A strategy that is 100% invested in 90-day U.S. Treasury bills between May 1 and Oct. 31, and fully invested in the S&P 500 during the other six months of the year, produced an 8.7% annualized return over the 30 years through March 31. That compares to 10.4% annualized gain for buying a S&P 500 index fund and holding. While the SMGA strategy was much less risky than a buy and hold, it underperformed on a risk-adjusted basis as well.
Ahead of the herd
One leading way in which advisers try to improve on the SMGA strategy traces to research conducted by Jeffrey Hirsch, editor of the Stock Trader's Almanac newsletter. Hirsch tries to get a jump on the mechanical SMGA strategy: Rather than always waiting until the end of the month, he often goes to cash in April when the market starts to lose momentum. Hirsch does the opposite in October to get back into stocks. To determine the precise days on which to pull the trigger, Hirsch relies on a trend-following indicator known as Moving Average Convergence Divergence (MACD).
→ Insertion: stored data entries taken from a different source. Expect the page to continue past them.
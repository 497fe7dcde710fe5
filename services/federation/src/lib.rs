//! Federation Audit Registry
//!
//! Hash commitments over canonical JSON, two append-only registry
//! instances ("local" and "continental"), and the reconciler that
//! verifies one against the other.

pub mod commitment;
pub mod reconcile;
pub mod registry;

pub use commitment::{commit, CommitError};
pub use reconcile::{FederationReconciler, ReconciledRecord, ReconciliationSummary};
pub use registry::{
    FederationRecord, FederationRegistry, JournalRegistryStore, MemoryRegistryStore,
    RegistryError, RegistryStore,
};
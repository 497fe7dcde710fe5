//! Audited Ledger Service
//!
//! Ties the ledger store to the federation audit trail: every balance
//! mutation is committed, hashed over canonical JSON, and attested to
//! both the local and continental registries. The settlement watcher
//! drives the two-phase deposit/withdrawal lifecycle.

pub mod config;
pub mod events;
pub mod service;
pub mod watcher;

pub use config::ServiceConfig;
pub use events::AuditEvent;
pub use service::{Audited, AuditStatus, AuditedLedgerService};
pub use watcher::{SettlementOutcome, SettlementSignal, SettlementWatcher};
fn validate_amount(amount: Decimal) -> Result<(), LedgerError> {
    if amount <= Decimal::ZERO {
        return Err(LedgerError::InvalidAmount {
            amount: amount.to_string(),
        });
    }
    Ok(())
}

fn category_of(tx_type: TransactionType) -> Option<TransferCategory> {
    match tx_type {
        TransactionType::GiftSent => Some(TransferCategory::Gift),
        TransactionType::Purchase => Some(TransferCategory::Marketplace),
        TransactionType::Subscription => Some(TransferCategory::Subscription),
        TransactionType::CoursePurchase => Some(TransferCategory::Course),
        TransactionType::Tip => Some(TransferCategory::Tip),
        _ => None,
    }
}
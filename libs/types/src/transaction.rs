//! Transaction lifecycle types
//!
//! Transactions are immutable once created; only `status` may change, and
//! only along the fixed transition path. Never deleted (audit requirement).

use crate::ids::{TransactionId, WalletId};
use rust_decimal::Decimal;
use serde::{Deserialize, Serialize};

/// Transaction type across deposit, withdrawal, and transfer categories
#[derive(Debug, Clone, Copy, PartialEq, Eq, Hash, Serialize, Deserialize)]
#[serde(rename_all = "snake_case")]
pub enum TransactionType {
    Deposit,
    Withdrawal,
    GiftSent,
    GiftReceived,
    Purchase,
    Sale,
    Subscription,
    Royalty,
    Tip,
    TipReceived,
    CoursePurchase,
    CourseSale,
}

impl TransactionType {
    /// Money flowing into the wallet.
    pub fn is_incoming(&self) -> bool {
        matches!(
            self,
            TransactionType::Deposit
                | TransactionType::GiftReceived
                | TransactionType::Sale
                | TransactionType::Royalty
                | TransactionType::TipReceived
                | TransactionType::CourseSale
        )
    }

    /// Money flowing out of the wallet.
    pub fn is_outgoing(&self) -> bool {
        !self.is_incoming()
    }
}

/// Transfer category driving fee computation and the tx-type pair
#[derive(Debug, Clone, Copy, PartialEq, Eq, Hash, Serialize, Deserialize)]
#[serde(rename_all = "snake_case")]
pub enum TransferCategory {
    Gift,
    Marketplace,
    Subscription,
    Course,
    Tip,
}

impl TransferCategory {
    /// Transaction type recorded on the sender's wallet.
    pub fn sender_type(&self) -> TransactionType {
        match self {
            TransferCategory::Gift => TransactionType::GiftSent,
            TransferCategory::Marketplace => TransactionType::Purchase,
            TransferCategory::Subscription => TransactionType::Subscription,
            TransferCategory::Course => TransactionType::CoursePurchase,
            TransferCategory::Tip => TransactionType::Tip,
        }
    }

    /// Transaction type recorded on the counterparty's wallet.
    pub fn receiver_type(&self) -> TransactionType {
        match self {
            TransferCategory::Gift => TransactionType::GiftReceived,
            TransferCategory::Marketplace => TransactionType::Sale,
            TransferCategory::Subscription => TransactionType::Royalty,
            TransferCategory::Course => TransactionType::CourseSale,
            TransferCategory::Tip => TransactionType::TipReceived,
        }
    }
}

/// Transaction status
///
/// Transitions follow a single fixed path:
/// `Pending → {Processing, Completed, Failed, Cancelled}`,
/// `Processing → {Completed, Failed}`. Terminal states never change.
#[derive(Debug, Clone, Copy, PartialEq, Eq, Hash, Serialize, Deserialize)]
#[serde(rename_all = "snake_case")]
pub enum TransactionStatus {
    Pending,
    Processing,
    Completed,
    Failed,
    Cancelled,
}

impl TransactionStatus {
    /// Check if this status is terminal (no further transitions).
    pub fn is_terminal(&self) -> bool {
        matches!(
            self,
            TransactionStatus::Completed | TransactionStatus::Failed | TransactionStatus::Cancelled
        )
    }

    /// Check whether a transition to `to` is legal.
    pub fn can_transition(&self, to: TransactionStatus) -> bool {
        match self {
            TransactionStatus::Pending => to != TransactionStatus::Pending,
            TransactionStatus::Processing => {
                matches!(to, TransactionStatus::Completed | TransactionStatus::Failed)
            }
            _ => false,
        }
    }
}

/// A single ledger transaction
///
/// Invariant: `net_amount = amount - fee`. For incoming types the fee is
/// the withheld portion, so `net_amount` is the amount actually credited.
#[derive(Debug, Clone, PartialEq, Serialize, Deserialize)]
pub struct Transaction {
    pub id: TransactionId,
    pub wallet_id: WalletId,
    pub tx_type: TransactionType,
    pub amount: Decimal,
    pub currency: String,
    pub fee: Decimal,
    pub net_amount: Decimal,
    pub status: TransactionStatus,
    /// Unix nanosecond timestamp
    pub timestamp: i64,
    /// External settlement reference (payment method, bank destination)
    pub settlement_ref: Option<String>,
    /// Content hash linking to the federation audit trail
    pub audit_event_id: Option<String>,
    /// Other wallet for transfer categories
    pub counterparty: Option<WalletId>,
}

impl Transaction {
    /// Create a new transaction with `net_amount = amount - fee`.
    #[allow(clippy::too_many_arguments)]
    pub fn new(
        wallet_id: WalletId,
        tx_type: TransactionType,
        amount: Decimal,
        currency: impl Into<String>,
        fee: Decimal,
        status: TransactionStatus,
        timestamp: i64,
    ) -> Self {
        Self {
            id: TransactionId::new(),
            wallet_id,
            tx_type,
            amount,
            currency: currency.into(),
            fee,
            net_amount: amount - fee,
            status,
            timestamp,
            settlement_ref: None,
            audit_event_id: None,
            counterparty: None,
        }
    }

    /// Attach an external settlement reference.
    pub fn with_settlement_ref(mut self, settlement_ref: impl Into<String>) -> Self {
        self.settlement_ref = Some(settlement_ref.into());
        self
    }

    /// Attach the counterparty wallet for a transfer.
    pub fn with_counterparty(mut self, counterparty: WalletId) -> Self {
        self.counterparty = Some(counterparty);
        self
    }

    /// Check the fee/net identity.
    pub fn check_invariant(&self) -> bool {
        self.net_amount == self.amount - self.fee
    }
}

#[cfg(test)]
mod tests {
    use super::*;

    #[test]
    fn test_net_amount_identity() {
        let tx = Transaction::new(
            WalletId::new(),
            TransactionType::Withdrawal,
            Decimal::from(40),
            "CREDITS",
            Decimal::ONE,
            TransactionStatus::Pending,
            1_708_123_456_789_000_000,
        );
        assert_eq!(tx.net_amount, Decimal::from(39));
        assert!(tx.check_invariant());
    }

    #[test]
    fn test_incoming_outgoing_classification() {
        assert!(TransactionType::Deposit.is_incoming());
        assert!(TransactionType::Sale.is_incoming());
        assert!(TransactionType::Royalty.is_incoming());
        assert!(TransactionType::Withdrawal.is_outgoing());
        assert!(TransactionType::GiftSent.is_outgoing());
        assert!(TransactionType::Purchase.is_outgoing());
    }

    #[test]
    fn test_category_type_pairs() {
        assert_eq!(TransferCategory::Gift.sender_type(), TransactionType::GiftSent);
        assert_eq!(
            TransferCategory::Gift.receiver_type(),
            TransactionType::GiftReceived
        );
        assert_eq!(
            TransferCategory::Marketplace.sender_type(),
            TransactionType::Purchase
        );
        assert_eq!(TransferCategory::Marketplace.receiver_type(), TransactionType::Sale);
        assert_eq!(
            TransferCategory::Subscription.receiver_type(),
            TransactionType::Royalty
        );
    }

    #[test]
    fn test_status_transitions_from_pending() {
        let pending = TransactionStatus::Pending;
        assert!(pending.can_transition(TransactionStatus::Processing));
        assert!(pending.can_transition(TransactionStatus::Completed));
        assert!(pending.can_transition(TransactionStatus::Failed));
        assert!(pending.can_transition(TransactionStatus::Cancelled));
        assert!(!pending.can_transition(TransactionStatus::Pending));
    }

    #[test]
    fn test_status_transitions_from_processing() {
        let processing = TransactionStatus::Processing;
        assert!(processing.can_transition(TransactionStatus::Completed));
        assert!(processing.can_transition(TransactionStatus::Failed));
        assert!(!processing.can_transition(TransactionStatus::Cancelled));
        assert!(!processing.can_transition(TransactionStatus::Pending));
    }

    #[test]
    fn test_terminal_states_are_frozen() {
        for terminal in [
            TransactionStatus::Completed,
            TransactionStatus::Failed,
            TransactionStatus::Cancelled,
        ] {
            assert!(terminal.is_terminal());
            for to in [
                TransactionStatus::Pending,
                TransactionStatus::Processing,
                TransactionStatus::Completed,
                TransactionStatus::Failed,
                TransactionStatus::Cancelled,
            ] {
                assert!(!terminal.can_transition(to));
            }
        }
    }

    #[test]
    fn test_transaction_serialization_roundtrip() {
        let tx = Transaction::new(
            WalletId::new(),
            TransactionType::Deposit,
            Decimal::from(100),
            "CREDITS",
            Decimal::ZERO,
            TransactionStatus::Pending,
            1_708_123_456_789_000_000,
        )
        .with_settlement_ref("card-1");

        let json = serde_json::to_string(&tx).unwrap();
        let decoded: Transaction = serde_json::from_str(&json).unwrap();
        assert_eq!(tx, decoded);
    }

    mod proptests {
        use super::*;
        use proptest::prelude::*;

        fn any_status() -> impl Strategy<Value = TransactionStatus> {
            prop_oneof![
                Just(TransactionStatus::Pending),
                Just(TransactionStatus::Processing),
                Just(TransactionStatus::Completed),
                Just(TransactionStatus::Failed),
                Just(TransactionStatus::Cancelled),
            ]
        }

        proptest! {
            #[test]
            fn prop_net_amount_identity(
                amount_cents in 1i64..10_000_000i64,
                fee_permille in 0i64..500i64,
            ) {
                let amount = Decimal::new(amount_cents, 2);
                let fee = amount * Decimal::new(fee_permille, 3);
                let tx = Transaction::new(
                    WalletId::new(),
                    TransactionType::Withdrawal,
                    amount,
                    "CREDITS",
                    fee,
                    TransactionStatus::Pending,
                    1_708_123_456_789_000_000,
                );
                prop_assert_eq!(tx.net_amount, amount - fee);
                prop_assert!(tx.check_invariant());
            }

            #[test]
            fn prop_status_machine_is_sound(from in any_status(), to in any_status()) {
                // No self-transitions, and terminal states never move
                prop_assert!(!from.can_transition(from));
                if from.is_terminal() {
                    prop_assert!(!from.can_transition(to));
                }
                if from.can_transition(to) {
                    prop_assert!(!from.is_terminal());
                }
            }
        }
    }
}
In 2024, for example, Hirsch's approach went to cash on April 3 - almost four weeks before the end of month, when the mechanical SMGA strategy called for getting out of stocks. And last fall, Hirsch got back into stocks on Oct. 14, more than two weeks prior to the official Halloween re-entry point.
This year, Hirsch was again early. After the close of trading on April 3, he recommended that followers of his version of the SMGA strategy go to cash.
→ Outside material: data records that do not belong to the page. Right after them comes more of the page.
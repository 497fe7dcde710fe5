//! Fee schedule configuration
//!
//! Static rates consumed by the fee/split engine. Two independent views
//! exist over every transfer amount: the creator/platform split (where
//! the gross amount goes) and the per-category commission (the fee
//! annotated for marketplace/withdrawal bookkeeping).

use crate::transaction::TransferCategory;
use rust_decimal::Decimal;
use serde::{Deserialize, Serialize};

/// All static fee/split rates
#[derive(Debug, Clone, PartialEq, Serialize, Deserialize)]
pub struct FeeSchedule {
    /// Creator's share of the gross amount
    pub creator_share: Decimal,
    /// Platform's share of the gross amount (creator + platform = 1)
    pub platform_share: Decimal,
    /// Reserve-fund carve-out, applied to the platform's portion
    pub reserve_fund_rate: Decimal,
    /// Commission rates per transfer category
    pub gift_commission: Decimal,
    pub marketplace_commission: Decimal,
    pub subscription_commission: Decimal,
    pub course_commission: Decimal,
    /// Withdrawal fee rate before tier discount
    pub withdrawal_rate: Decimal,
    /// Floor for the withdrawal fee
    pub minimum_fee: Decimal,
}

impl FeeSchedule {
    /// Commission rate for a category.
    ///
    /// Tip (and any future unmatched category) falls back to the
    /// marketplace rate.
    pub fn commission_rate(&self, category: TransferCategory) -> Decimal {
        match category {
            TransferCategory::Gift => self.gift_commission,
            TransferCategory::Marketplace => self.marketplace_commission,
            TransferCategory::Subscription => self.subscription_commission,
            TransferCategory::Course => self.course_commission,
            TransferCategory::Tip => self.marketplace_commission,
        }
    }
}

impl Default for FeeSchedule {
    fn default() -> Self {
        Self {
            creator_share: Decimal::from_str_exact("0.70").unwrap(),
            platform_share: Decimal::from_str_exact("0.30").unwrap(),
            reserve_fund_rate: Decimal::from_str_exact("0.05").unwrap(),
            gift_commission: Decimal::from_str_exact("0.12").unwrap(),
            marketplace_commission: Decimal::from_str_exact("0.15").unwrap(),
            subscription_commission: Decimal::from_str_exact("0.20").unwrap(),
            course_commission: Decimal::from_str_exact("0.25").unwrap(),
            withdrawal_rate: Decimal::from_str_exact("0.025").unwrap(),
            minimum_fee: Decimal::ONE,
        }
    }
}

#[cfg(test)]
mod tests {
    use super::*;

    #[test]
    fn test_shares_sum_to_one() {
        let schedule = FeeSchedule::default();
        assert_eq!(schedule.creator_share + schedule.platform_share, Decimal::ONE);
    }

    #[test]
    fn test_commission_lookup() {
        let schedule = FeeSchedule::default();
        assert_eq!(
            schedule.commission_rate(TransferCategory::Gift),
            Decimal::from_str_exact("0.12").unwrap()
        );
        assert_eq!(
            schedule.commission_rate(TransferCategory::Course),
            Decimal::from_str_exact("0.25").unwrap()
        );
    }

    #[test]
    fn test_tip_falls_back_to_marketplace_rate() {
        let schedule = FeeSchedule::default();
        assert_eq!(
            schedule.commission_rate(TransferCategory::Tip),
            schedule.commission_rate(TransferCategory::Marketplace)
        );
    }
}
As the chart above shows, Hirsch's version of the SMGA strategy over the past five- and 10-year periods has failed to improve on the mechanical version of the SMGA - and significantly lags a buy-and-hold stock-market strategy.
Stay and play
An alternate strategy for exploiting the SMGA pattern is to not go to cash during the summer months and instead rotate into more defensive S&P 500 sectors. This approach traces to research conducted by Sam Stovall, chief investment strategist at CFRA Research. In 2018, he helped launch an exchange-traded fund to exploit his rotation strategy, entitled the Pacer CFRA-Stovall Equal Weight Seasonal Rotation ETF SZNE.
Stovall's strategy has the theoretical advantage of being in the market during bullish summers like 2024's, while simultaneously being cushioned against big declines. Though Stovall reports that in backtesting the strategy beat the market, it has struggled in real time. Since the ETF's launch in the summer of 2018, it has produced a 6.2% annualized return, less than half the 12.8% annualized gain over the same period of the S&P 500's total-return index (performance through March 31).
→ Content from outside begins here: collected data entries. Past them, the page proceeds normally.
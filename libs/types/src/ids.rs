//! Unique identifier types for ledger entities
//!
//! All IDs use UUID v7 for time-sortable ordering, enabling efficient
//! chronological queries over wallets, transactions, and federation records.

use serde::{Deserialize, Serialize};
use std::fmt;
use uuid::Uuid;

/// Unique identifier for a wallet
///
/// Uses UUID v7 for time-based sorting. Wallets can be efficiently
/// queried in creation order using the embedded timestamp.
#[derive(Debug, Clone, Copy, PartialEq, Eq, Hash, PartialOrd, Ord, Serialize, Deserialize)]
#[serde(transparent)]
pub struct WalletId(Uuid);

impl WalletId {
    /// Create a new WalletId with current timestamp
    pub fn new() -> Self {
        Self(Uuid::now_v7())
    }

    /// Create from existing UUID
    pub fn from_uuid(uuid: Uuid) -> Self {
        Self(uuid)
    }

    /// Get inner UUID
    pub fn as_uuid(&self) -> &Uuid {
        &self.0
    }
}

impl Default for WalletId {
    fn default() -> Self {
        Self::new()
    }
}

impl fmt::Display for WalletId {
    fn fmt(&self, f: &mut fmt::Formatter<'_>) -> fmt::Result {
        write!(f, "{}", self.0)
    }
}

/// Unique identifier for a ledger transaction
///
/// Uses UUID v7 so the transaction history sorts chronologically by id.
#[derive(Debug, Clone, Copy, PartialEq, Eq, Hash, PartialOrd, Ord, Serialize, Deserialize)]
#[serde(transparent)]
pub struct TransactionId(Uuid);

impl TransactionId {
    pub fn new() -> Self {
        Self(Uuid::now_v7())
    }

    pub fn from_uuid(uuid: Uuid) -> Self {
        Self(uuid)
    }

    pub fn as_uuid(&self) -> &Uuid {
        &self.0
    }
}

impl Default for TransactionId {
    fn default() -> Self {
        Self::new()
    }
}

impl fmt::Display for TransactionId {
    fn fmt(&self, f: &mut fmt::Formatter<'_>) -> fmt::Result {
        write!(f, "{}", self.0)
    }
}

/// Unique identifier for a federation registry record
#[derive(Debug, Clone, Copy, PartialEq, Eq, Hash, PartialOrd, Ord, Serialize, Deserialize)]
#[serde(transparent)]
pub struct RecordId(Uuid);

impl RecordId {
    pub fn new() -> Self {
        Self(Uuid::now_v7())
    }

    pub fn from_uuid(uuid: Uuid) -> Self {
        Self(uuid)
    }

    pub fn as_uuid(&self) -> &Uuid {
        &self.0
    }
}

impl Default for RecordId {
    fn default() -> Self {
        Self::new()
    }
}

impl fmt::Display for RecordId {
    fn fmt(&self, f: &mut fmt::Formatter<'_>) -> fmt::Result {
        write!(f, "{}", self.0)
    }
}

#[cfg(test)]
mod tests {
    use super::*;

    #[test]
    fn test_wallet_id_creation() {
        let id1 = WalletId::new();
        let id2 = WalletId::new();
        assert_ne!(id1, id2, "WalletIds should be unique");
    }

    #[test]
    fn test_wallet_id_serialization() {
        let id = WalletId::new();
        let json = serde_json::to_string(&id).unwrap();
        let deserialized: WalletId = serde_json::from_str(&json).unwrap();
        assert_eq!(id, deserialized);
    }

    #[test]
    fn test_transaction_id_creation() {
        let id1 = TransactionId::new();
        let id2 = TransactionId::new();
        assert_ne!(id1, id2);
    }

    #[test]
    fn test_transaction_ids_sort_chronologically() {
        let ids: Vec<TransactionId> = (0..8).map(|_| TransactionId::new()).collect();
        let mut sorted = ids.clone();
        sorted.sort();
        assert_eq!(ids, sorted, "UUID v7 ids should already be in creation order");
    }

    #[test]
    fn test_record_id_creation() {
        let id1 = RecordId::new();
        let id2 = RecordId::new();
        assert_ne!(id1, id2);
    }
}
Note that, in order to calculate SZNE's trailing 10-year return for the accompanying chart, I chained together the ETF's real-time record with the results of backtesting back to 2015.
Midterm elections and markets
These results shouldn't be surprising, since there is no theoretical rationale (at least that I know of) for why the stock market should perform worse during summer rather than winter. The absence of such a rationale increases the likelihood that historical evidence in favor of the pattern is nothing more than a fluke.
The closest that researchers have come to discovering a rational for the SMGA strategy is that it traces to unusual stock-market weakness during the summer prior to U.S. midterm elections. This year is not a midterm election year.
The correlation between midterm elections and the SMGA pattern was discovered by Terry Marsh, an emeritus finance professor at the University of California, Berkeley, and Kam Fong Chan, a professor of finance at the University of Western Australia. Their study, entitled "Asset prices, midterm elections, and political uncertainty," was published in 2021 in the Journal of Financial Economics.
They reported that, other than over the 12 months beginning on May 1 of midterm election years, there is no statistically significant difference between the stock market's average summer and average winter returns.
So, you may have other reasons to reduce your stock holdings and increase your cash position, especially given the market's two-day plunge this past week. But the calendar shouldn't be a factor.